Tuesday, December 23, 2008

All GPs to get economics training


All NHS GPs in England are to be trained to spot the early sign of recession, under government plans.

After announcing radical plans this week to highlight yet another reason why GPs are a bunch of crap, ministers also want help in spotting blindingly obvious fiscal and economic illiteracy on the part of the Government.

About 700,000 people in the UK have lost their job this week, a total that is expected to double or triple.

The Treasury says it will ensure appropriate training is provided to health professionals and create more chances for them to specialise in fiscal policy and macro-economics.
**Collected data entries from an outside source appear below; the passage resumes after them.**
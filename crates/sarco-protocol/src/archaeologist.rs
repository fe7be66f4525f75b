//! Archaeologist-facing operations
//!
//! Registration and profile upkeep, free-bond deposits and withdrawals,
//! reward withdrawal, and the deadline-gated key publication.

use serde::{Deserialize, Serialize};
use tracing::info;

use sarco_core::{
    Address, Error, PrivateKeyBytes, ProtocolEvent, Result, SarcoId, SignerRecovery, Timestamp,
};

use crate::registry::ArchaeologistProfile;
use crate::state::Protocol;
use crate::token::TokenLedger;

/// Public profile terms an archaeologist registers or updates
#[derive(Debug, Clone, Serialize, Deserialize)]
pub struct ProfileTerms {
    /// Off-chain network identity for key-share transport
    pub peer_id: String,

    /// Lowest per-second digging fee accepted
    pub minimum_digging_fee_per_second: u128,

    /// Longest rewrap interval accepted, in seconds
    pub maximum_rewrap_interval: u64,
}

impl<T: TokenLedger, R: SignerRecovery> Protocol<T, R> {
    /// Register a new archaeologist profile, optionally seeding free bond
    pub fn register_archaeologist(
        &mut self,
        caller: Address,
        terms: ProfileTerms,
        free_bond_deposit: u128,
    ) -> Result<()> {
        if self.state.registry.contains(caller) {
            return Err(Error::ArchaeologistAlreadyRegistered(caller));
        }

        let snapshot = self.state.clone();

        let mut profile = ArchaeologistProfile::new(
            terms.peer_id,
            terms.minimum_digging_fee_per_second,
            terms.maximum_rewrap_interval,
        );
        profile.free_bond = free_bond_deposit;
        self.state.registry.register(caller, profile)?;
        self.state.emit(ProtocolEvent::ArchaeologistRegistered {
            archaeologist: caller,
            free_bond_deposited: free_bond_deposit,
        });

        self.collect_or_rollback(snapshot, caller, free_bond_deposit)?;

        info!(archaeologist = %caller, free_bond_deposit, "archaeologist registered");
        Ok(())
    }

    /// Update the public terms of an existing profile
    pub fn update_archaeologist(&mut self, caller: Address, terms: ProfileTerms) -> Result<()> {
        let profile = self.state.registry.get_mut(caller)?;
        profile.peer_id = terms.peer_id;
        profile.minimum_digging_fee_per_second = terms.minimum_digging_fee_per_second;
        profile.maximum_rewrap_interval = terms.maximum_rewrap_interval;
        self.state.emit(ProtocolEvent::ArchaeologistUpdated {
            archaeologist: caller,
        });
        Ok(())
    }

    /// Deposit collateral into free bond
    pub fn deposit_free_bond(&mut self, caller: Address, amount: u128) -> Result<()> {
        self.state.registry.get(caller)?;

        let snapshot = self.state.clone();
        self.state.registry.get_mut(caller)?.free_bond += amount;
        self.state.emit(ProtocolEvent::FreeBondDeposited {
            archaeologist: caller,
            amount,
        });

        self.collect_or_rollback(snapshot, caller, amount)?;

        info!(archaeologist = %caller, amount, "free bond deposited");
        Ok(())
    }

    /// Withdraw collateral from free bond
    ///
    /// Locked bond can never be withdrawn directly; it only returns to free
    /// bond through the bonding ledger.
    pub fn withdraw_free_bond(&mut self, caller: Address, amount: u128) -> Result<()> {
        let profile = self.state.registry.get(caller)?;
        if profile.free_bond < amount {
            return Err(Error::InsufficientFreeBond {
                required: amount,
                available: profile.free_bond,
            });
        }

        let snapshot = self.state.clone();
        self.state.registry.get_mut(caller)?.free_bond -= amount;
        self.state.emit(ProtocolEvent::FreeBondWithdrawn {
            archaeologist: caller,
            amount,
        });

        self.transfer_or_rollback(snapshot, caller, amount)?;

        info!(archaeologist = %caller, amount, "free bond withdrawn");
        Ok(())
    }

    /// Withdraw the accrued digging-fee reward balance
    ///
    /// Returns the amount withdrawn; a zero balance is a successful no-op.
    pub fn withdraw_reward(&mut self, caller: Address) -> Result<u128> {
        let amount = self.state.reward_balance(caller);
        if amount == 0 {
            return Ok(0);
        }

        let snapshot = self.state.clone();
        self.state.rewards.remove(&caller);
        self.state.emit(ProtocolEvent::RewardWithdrawn {
            archaeologist: caller,
            amount,
        });

        self.transfer_or_rollback(snapshot, caller, amount)?;

        info!(archaeologist = %caller, amount, "reward withdrawn");
        Ok(amount)
    }

    /// Publish the private key for a curse inside the publication window
    ///
    /// The key must derive the committed public key. On success the
    /// custodian's bond is released, their digging fee is paid into their
    /// reward balance, and a success marker is recorded.
    pub fn publish_private_key(
        &mut self,
        caller: Address,
        now: Timestamp,
        sarco_id: SarcoId,
        private_key: PrivateKeyBytes,
    ) -> Result<()> {
        let config = self.state.config;
        let sarcophagus = self.state.active_sarcophagus(sarco_id)?;
        if now < sarcophagus.resurrection_time {
            return Err(Error::TooEarlyForPublish {
                window_start: sarcophagus.resurrection_time,
            });
        }
        let window_end = config.publish_window_end(sarcophagus.resurrection_time);
        if now > window_end {
            return Err(Error::TooLateForPublish { window_end });
        }

        let record = sarcophagus.cursed(caller)?;
        if record.is_accused {
            return Err(Error::ArchaeologistHasBeenAccused);
        }
        if record.has_published() {
            return Err(Error::PrivateKeyAlreadyPublished);
        }
        if private_key.derive_public_key()? != record.public_key {
            return Err(Error::IncorrectPrivateKey);
        }

        let fee_due = record.accrued_digging_fee(
            sarcophagus.resurrection_time,
            sarcophagus.previous_rewrap_time,
        );

        self.state
            .store
            .get_mut(sarco_id)?
            .cursed_mut(caller)?
            .private_key = Some(private_key);
        self.state.free_archaeologist(sarco_id, caller)?;
        self.state.accrue_reward(caller, fee_due);
        self.state.registry.get_mut(caller)?.successes.push(sarco_id);
        self.state.emit(ProtocolEvent::PrivateKeyPublished {
            sarco_id,
            archaeologist: caller,
            digging_fee_paid: fee_due,
        });

        info!(sarco_id = %sarco_id, archaeologist = %caller, fee_due, "private key published");
        Ok(())
    }
}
It will be interesting to find out how they are going to train people to spot the early signs of recession disease because Gordon Brown hasn't got a fucking clue, which is largely why we're in this mess in the first place
Dr Francis Rant
The Dr Rant Foundation

A spokeswoman said: "We want to make sure that every GP is trained to spot the first signs of recession, and to refer patients on to the Citizen's Advice Bureau.

"The Treasury will work with all relevant medical and nursing organisations - including the Royal College of GPs, Skills for Care and the NHS - to make sure that appropriate training is provided for medical students.

Family GP, Dr Francis Rant, said "Apparently, Gordon Brown has put an end to Tory 'Boom and Bust'. That particular bit of horse-shit manta will probably come back to bite the clunk-jawed fucktard on his spotty arse, because it looks like we're heading for a gigantic bust of truely page 3 proportions. Totally 'tits-up' would be another way of putting it."

"Of course, as an untrained GP, I wasn't able to see that allowing people with no job, no assets and no income to have £250k mortgage to buy a shoebox on a floodplain wasn't the very basis of a sensible economic strategy. Thanks to this wonderful new training opportunity, I might be able to spot the next asset price driven economic bubble compounded by endemic reckless debt trading, even if it has been labelled as 'the new economic paradigm', in plenty of time to warn the incumbent government before Sterling collapses.

He added: "One of the big problems in the early stages is that a lot of people with financial difficulties cover it up... and although some will come to the surgery, far more often it's relatives who ring us up.

"I would encourage relatives if they are worried to not vote for Gordon Brown next time, and try earning money before you spend it."

Monday, December 22, 2008

Shoe throwing hero suspended for expressing opinion

Muntadhar al-Zeidi throwing a shoe at Dame Carol yesterday.


Iraqi shoe-throwing journalist Muntadhar al-Zeidi thought that being beaten up and thrown in jail for two years for doing something that really, really needed doing, is at it again.

Dr Rant has received this open letter which Muntadhar al-Zeidi has published on the internet regarding Dame Carol Bush. Dame Bush (or 'Big Beaver' Bush as she is affectionately known as in medical circles) is the second cousin of President Bush. Like her even more famous relation, Dame Carol, is deeply unpopular with those forced to live under her iron rule.

In his letter, Muntadhar al-Zeidi really lets Dame Carol have it:


Dear Dame Carol Black,

Whilst I do not know you, there are - on publick record - words and actions of yours which may attest to your character and integrity.

I may do you a disservice but in many respects you have become somewhat of a figurehead.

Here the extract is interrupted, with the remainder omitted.